During the community summit at DrupalCon Prague 2013 - a group of people worked on further developing a complaints and conflict resolution policy and process. During that workshop we brainstormed around the nature of conflict - and identified two different kinds of conflicts we needed to address. Technical, Practical, and Drupal specific issues and Human nature, communication type issues. Here's the list:

Technical issues Human nature
Modules / Issues
D.O processes
e.g. : Module Review Queue for people that do not understand why it takes so long

e.g.: Answers from people that are not well received or lack respect

Reputation
e.g.: Some tasks are quickly resolved if you know a person that knows a person.

Business Competition / Eco System
e.g.: People that move to other Drupal Companies but keep encountering their previous employers in the community.

e.g.: Working together in the community but hard competition in the work environment if the companies are from the same local community.

Contribution
knowledge stream : How to contribute and how to spread this skill
e.g. : There is a lot of process but which one should one use and why does one need to read so much.

e.g.: Lack of information can be frustrating, such as unwritten rules.

Forking
e.g.: Forking a module because there is someone that is not happy how process works and finds it easier to fork the module. There could be different reasons why.

Systemic Issues
e.g.: The U.S. Government has a law that they have to archive everything that happens in the name of the U.S. Government.

For this reason they have a user on Drupal.org that is named after the organisation.
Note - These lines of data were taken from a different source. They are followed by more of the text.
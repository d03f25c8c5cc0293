//! Command-line behavior of the compiled binary.

use std::process::Command;

fn zcsv2h5(args: &[&str]) -> std::process::Output {
	Command::new(env!("CARGO_BIN_EXE_zcsv2h5"))
		.args(args)
		.output()
		.unwrap()
}

#[test]
fn prints_version() {
	let output = zcsv2h5(&["--version"]);
	assert!(output.status.success());
	assert_eq!(
		String::from_utf8_lossy(&output.stdout).trim(),
		format!("zcsv2h5 {}", env!("CARGO_PKG_VERSION"))
	);
}

#[test]
fn prints_help() {
	let output = zcsv2h5(&["--help"]);
	assert!(output.status.success());
	let stdout = String::from_utf8_lossy(&output.stdout);
	assert!(stdout.contains("<outfile>"));
	assert!(stdout.contains("<archive>..."));
	let text = stdout.split_whitespace().collect::<Vec<_>>().join(" ");
	assert!(text.contains("Datasets of later archives replace identically named datasets"));
}

#[test]
fn requires_archives() {
	assert_eq!(zcsv2h5(&["out.h5"]).status.code(), Some(2));
	assert_eq!(zcsv2h5(&[]).status.code(), Some(2));
}

#[test]
fn rejects_invalid_patterns() {
	let dir = tempfile::TempDir::new().unwrap();
	let out = dir.path().join("out.h5");
	let output = zcsv2h5(&[out.to_str().unwrap(), "[.zip"]);
	assert_eq!(output.status.code(), Some(2));
	assert!(String::from_utf8_lossy(&output.stderr).contains("Invalid glob pattern"));
	assert!(!out.exists());
}
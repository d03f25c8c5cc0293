//! Encoders for the HDF5 metadata the container writes.
//!
//! Every address and length is eight bytes wide, object headers are version 2 and groups keep
//! their links compactly inside their object header.

use super::checksum::lookup3;

/// File signature opening the superblock.
pub(crate) const SIGNATURE: [u8; 8] = *b"\x89HDF\r\n\x1a\n";
/// Encoded size of a version 3 superblock.
pub(crate) const SUPERBLOCK_SIZE: u64 = 48;
/// Undefined address.
pub(crate) const UNDEF: u64 = u64::MAX;
/// Width of file addresses.
pub(crate) const OFFSET_SIZE: usize = 8;
/// Width of file lengths.
pub(crate) const LENGTH_SIZE: usize = 8;
/// HDF5 identifier of the deflate filter.
pub(crate) const FILTER_DEFLATE: u16 = 1;

/// Header message types.
pub(crate) mod kind {
	pub(crate) const NIL: u8 = 0x00;
	pub(crate) const DATASPACE: u8 = 0x01;
	pub(crate) const LINK_INFO: u8 = 0x02;
	pub(crate) const DATATYPE: u8 = 0x03;
	pub(crate) const FILL_VALUE: u8 = 0x05;
	pub(crate) const LINK: u8 = 0x06;
	pub(crate) const LAYOUT: u8 = 0x08;
	pub(crate) const GROUP_INFO: u8 = 0x0a;
	pub(crate) const FILTER_PIPELINE: u8 = 0x0b;
	pub(crate) const ATTRIBUTE: u8 = 0x0c;
	pub(crate) const CONTINUATION: u8 = 0x10;
	pub(crate) const SYMBOL_TABLE: u8 = 0x11;
	pub(crate) const ATTRIBUTE_INFO: u8 = 0x15;
}

/// Message flag marking a message as constant.
const CONSTANT: u8 = 0x01;

/// Version 2 object header under construction.
#[derive(Default)]
pub(crate) struct ObjectHeader {
	messages: Vec<(u8, Vec<u8>, u8)>,
}

impl ObjectHeader {
	pub(crate) fn add(&mut self, kind: u8, data: Vec<u8>) -> &mut Self {
		self.messages.push((kind, data, 0));
		self
	}
	pub(crate) fn add_constant(&mut self, kind: u8, data: Vec<u8>) -> &mut Self {
		self.messages.push((kind, data, CONSTANT));
		self
	}
	/// Encodes `OHDR`, the chunk #0 size, all messages and the trailing checksum.
	pub(crate) fn encode(&self) -> Vec<u8> {
		let size = self
			.messages
			.iter()
			.map(|(_, data, _)| 4 + data.len())
			.sum::<usize>();
		let (flags, width) = match size {
			0..=0xff => (0u8, 1),
			0x100..=0xffff => (1, 2),
			_ => (2, 4),
		};
		let mut buf = Vec::with_capacity(6 + width + size + 4);
		buf.extend_from_slice(b"OHDR");
		buf.push(2);
		buf.push(flags);
		put_uint(&mut buf, size as u64, width);
		for (kind, data, flags) in &self.messages {
			buf.push(*kind);
			buf.extend_from_slice(&(data.len() as u16).to_le_bytes());
			buf.push(*flags);
			buf.extend_from_slice(data);
		}
		seal(&mut buf);
		buf
	}
}

/// Appends the lookup3 checksum of everything in `buf`.
pub(crate) fn seal(buf: &mut Vec<u8>) {
	let checksum = lookup3(buf);
	buf.extend_from_slice(&checksum.to_le_bytes());
}

/// Appends the `width` low bytes of `value` in little-endian order.
pub(crate) fn put_uint(buf: &mut Vec<u8>, value: u64, width: usize) {
	buf.extend_from_slice(&value.to_le_bytes()[..width]);
}

/// Version 3 superblock pointing at the root group.
pub(crate) fn superblock(root: u64, eof: u64) -> Vec<u8> {
	let mut buf = Vec::with_capacity(SUPERBLOCK_SIZE as usize);
	buf.extend_from_slice(&SIGNATURE);
	buf.push(3);
	buf.push(OFFSET_SIZE as u8);
	buf.push(LENGTH_SIZE as u8);
	buf.push(0);
	buf.extend_from_slice(&0u64.to_le_bytes());
	buf.extend_from_slice(&UNDEF.to_le_bytes());
	buf.extend_from_slice(&eof.to_le_bytes());
	buf.extend_from_slice(&root.to_le_bytes());
	seal(&mut buf);
	buf
}

/// Little-endian IEEE 754 double.
pub(crate) fn f64_datatype() -> Vec<u8> {
	let mut buf = vec![0x11, 0x20, 63, 0x00];
	buf.extend_from_slice(&8u32.to_le_bytes());
	buf.extend_from_slice(&0u16.to_le_bytes());
	buf.extend_from_slice(&64u16.to_le_bytes());
	buf.extend_from_slice(&[52, 11, 0, 52]);
	buf.extend_from_slice(&1023u32.to_le_bytes());
	buf
}

/// Simple dataspace whose maximum dimensions equal its dimensions.
pub(crate) fn dataspace(shape: &[u64]) -> Vec<u8> {
	let mut buf = vec![2, shape.len() as u8, 0, 1];
	for &dim in shape {
		buf.extend_from_slice(&dim.to_le_bytes());
	}
	buf
}

/// When storage of a dataset is allocated.
#[derive(Debug, Clone, Copy)]
pub(crate) enum Allocation {
	Late = 2,
	Incremental = 3,
}

/// Version 3 fill value message without a user-defined fill value.
pub(crate) fn fill_value(allocation: Allocation) -> Vec<u8> {
	// Fill value written only if set by the user, which it never is.
	vec![3, allocation as u8 | 2 << 2]
}

/// Version 2 filter pipeline holding the optional deflate filter.
pub(crate) fn deflate_pipeline(level: u32) -> Vec<u8> {
	let mut buf = vec![2, 1];
	buf.extend_from_slice(&FILTER_DEFLATE.to_le_bytes());
	buf.extend_from_slice(&1u16.to_le_bytes());
	buf.extend_from_slice(&1u16.to_le_bytes());
	buf.extend_from_slice(&level.to_le_bytes());
	buf
}

/// Storage layout of one dataset.
#[derive(Debug, Clone, PartialEq)]
pub(crate) enum Layout {
	Contiguous {
		address: u64,
		size: u64,
	},
	SingleChunk {
		chunk: [u64; 2],
		address: u64,
		filtered_size: u64,
	},
	FixedArray {
		chunk: [u64; 2],
		address: u64,
		page_bits: u8,
	},
}

impl Layout {
	/// Version 4 data layout message for `f64` elements.
	pub(crate) fn encode(&self) -> Vec<u8> {
		let mut buf = vec![4];
		match *self {
			Self::Contiguous { address, size } => {
				buf.push(1);
				buf.extend_from_slice(&address.to_le_bytes());
				buf.extend_from_slice(&size.to_le_bytes());
			}
			Self::SingleChunk {
				chunk,
				address,
				filtered_size,
			} => {
				buf.push(2);
				// Single chunk index with filters.
				buf.push(0x02);
				chunk_dims(&mut buf, chunk);
				buf.push(1);
				buf.extend_from_slice(&filtered_size.to_le_bytes());
				buf.extend_from_slice(&0u32.to_le_bytes());
				buf.extend_from_slice(&address.to_le_bytes());
			}
			Self::FixedArray {
				chunk,
				address,
				page_bits,
			} => {
				buf.push(2);
				buf.push(0);
				chunk_dims(&mut buf, chunk);
				buf.push(3);
				buf.push(page_bits);
				buf.extend_from_slice(&address.to_le_bytes());
			}
		}
		buf
	}
}

/// Chunk dimensions followed by the element size, all in the narrowest common width.
fn chunk_dims(buf: &mut Vec<u8>, chunk: [u64; 2]) {
	let dims = [chunk[0], chunk[1], 8];
	let width = dims.iter().map(|&dim| encoded_width(dim)).max().unwrap_or(1);
	buf.push(dims.len() as u8);
	buf.push(width as u8);
	for dim in dims {
		put_uint(buf, dim, width);
	}
}

/// Bytes needed to encode `value` as the HDF5 library computes it, `floor(log2(value)) / 8 + 1`.
pub(crate) fn encoded_width(value: u64) -> usize {
	let log2 = 63 - value.max(1).leading_zeros() as usize;
	((log2 + 8) / 8).min(8)
}

/// Link info of a compactly stored group without creation order tracking.
pub(crate) fn link_info() -> Vec<u8> {
	let mut buf = vec![0, 0];
	buf.extend_from_slice(&UNDEF.to_le_bytes());
	buf.extend_from_slice(&UNDEF.to_le_bytes());
	buf
}

/// Group info with default storage thresholds.
pub(crate) fn group_info() -> Vec<u8> {
	vec![0, 0]
}

/// Hard link with a UTF-8 name.
pub(crate) fn hard_link(name: &str, address: u64) -> Vec<u8> {
	let name = name.as_bytes();
	let width = match name.len() {
		0..=0xff => 1,
		0x100..=0xffff => 2,
		_ => 4,
	};
	let size_bits = match width {
		1 => 0,
		2 => 1,
		_ => 2,
	};
	let mut buf = vec![1, size_bits | 0x10, 1];
	put_uint(&mut buf, name.len() as u64, width);
	buf.extend_from_slice(name);
	buf.extend_from_slice(&address.to_le_bytes());
	buf
}

/// Object header of a group linking to `links`.
pub(crate) fn group_header<'a>(links: impl IntoIterator<Item = (&'a str, u64)>) -> Vec<u8> {
	let mut header = ObjectHeader::default();
	header
		.add(kind::LINK_INFO, link_info())
		.add(kind::GROUP_INFO, group_info());
	for (name, address) in links {
		header.add(kind::LINK, hard_link(name, address));
	}
	header.encode()
}

/// Object header of a two-dimensional `f64` dataset.
pub(crate) fn dataset_header(shape: [u64; 2], layout: &Layout, deflate: Option<u32>) -> Vec<u8> {
	let allocation = match layout {
		Layout::Contiguous { .. } => Allocation::Late,
		_ => Allocation::Incremental,
	};
	let mut header = ObjectHeader::default();
	header
		.add_constant(kind::DATATYPE, f64_datatype())
		.add(kind::DATASPACE, dataspace(&shape))
		.add_constant(kind::FILL_VALUE, fill_value(allocation))
		.add(kind::LAYOUT, layout.encode());
	if let Some(level) = deflate {
		header.add(kind::FILTER_PIPELINE, deflate_pipeline(level));
	}
	header.encode()
}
Now, the policy forbids organisation user names and enforces every account to be a person. This is a deadlock as law and policy are collisioning.

Not acknowledging or Valuing all contribs equally
e.g.: Documentation edits are not always commits
e.g.: Translation edits that happen outside of drupal.org
e.g. Drupalcamp talks, etc…

“I know best”
Issue queues
IRC
e.g.: Comments and/or replies that assume the other side knows about his or her ability to not explaining him or herself anymore.

Language and culture
Due to the barriers of the language it could be that certain bits are misunderstood and were taken as offensive. Written words do not come with additional hand-gestures so it could be meant in a very different way.

Assumptions
Assuming that some people have the knowledge while they have not and depicting them on that.
e.g.: Commenting heavily on certain contribution while it was intended as a help to improve solving a certain use-case. This is demotivational and could cause conflict and build up frustration.

General Agendas (Interest, political, business wise, focus, ...)
Companies have agendas depending on the direction certain companies head to.
e.g.: A company focussed on migration will have more interest in migration modules and to fix them. They will probably have a direction they want to take that might not map with the author of a certain migration module. Person vs Company is a source of possible conflicts.

False sense of hierarchy.
e.g.: Not daring to contact “higher-up” people due to the fear that they are “too busy” or would not respond anyway.

Harassment and Bullying
Sexual comments, balance, people that feel threatened. Severe problems in such a diverse community.
e.g.: A twitter rant or a personal attack due to natures one can not do anything about.

Territorial issues
Geography & authorship
Drupal groups in the same area but they are competing. Group names that were pre-occupied by people that have nothing to do with that area and convince them to “hand-it over”

Whining in general
Commenting without constructive wording is useless

“Bad Day” factor
Sometimes someone just has a bad day and due to the digital nature it is not always clear.

Empathy and/or interpersonal skills
Not everyone is equally skilled to word their feelings into English text or are able to feel empathic and or related to one another. This should be noted and taken into account. Conflict could be avoided if this is recognized.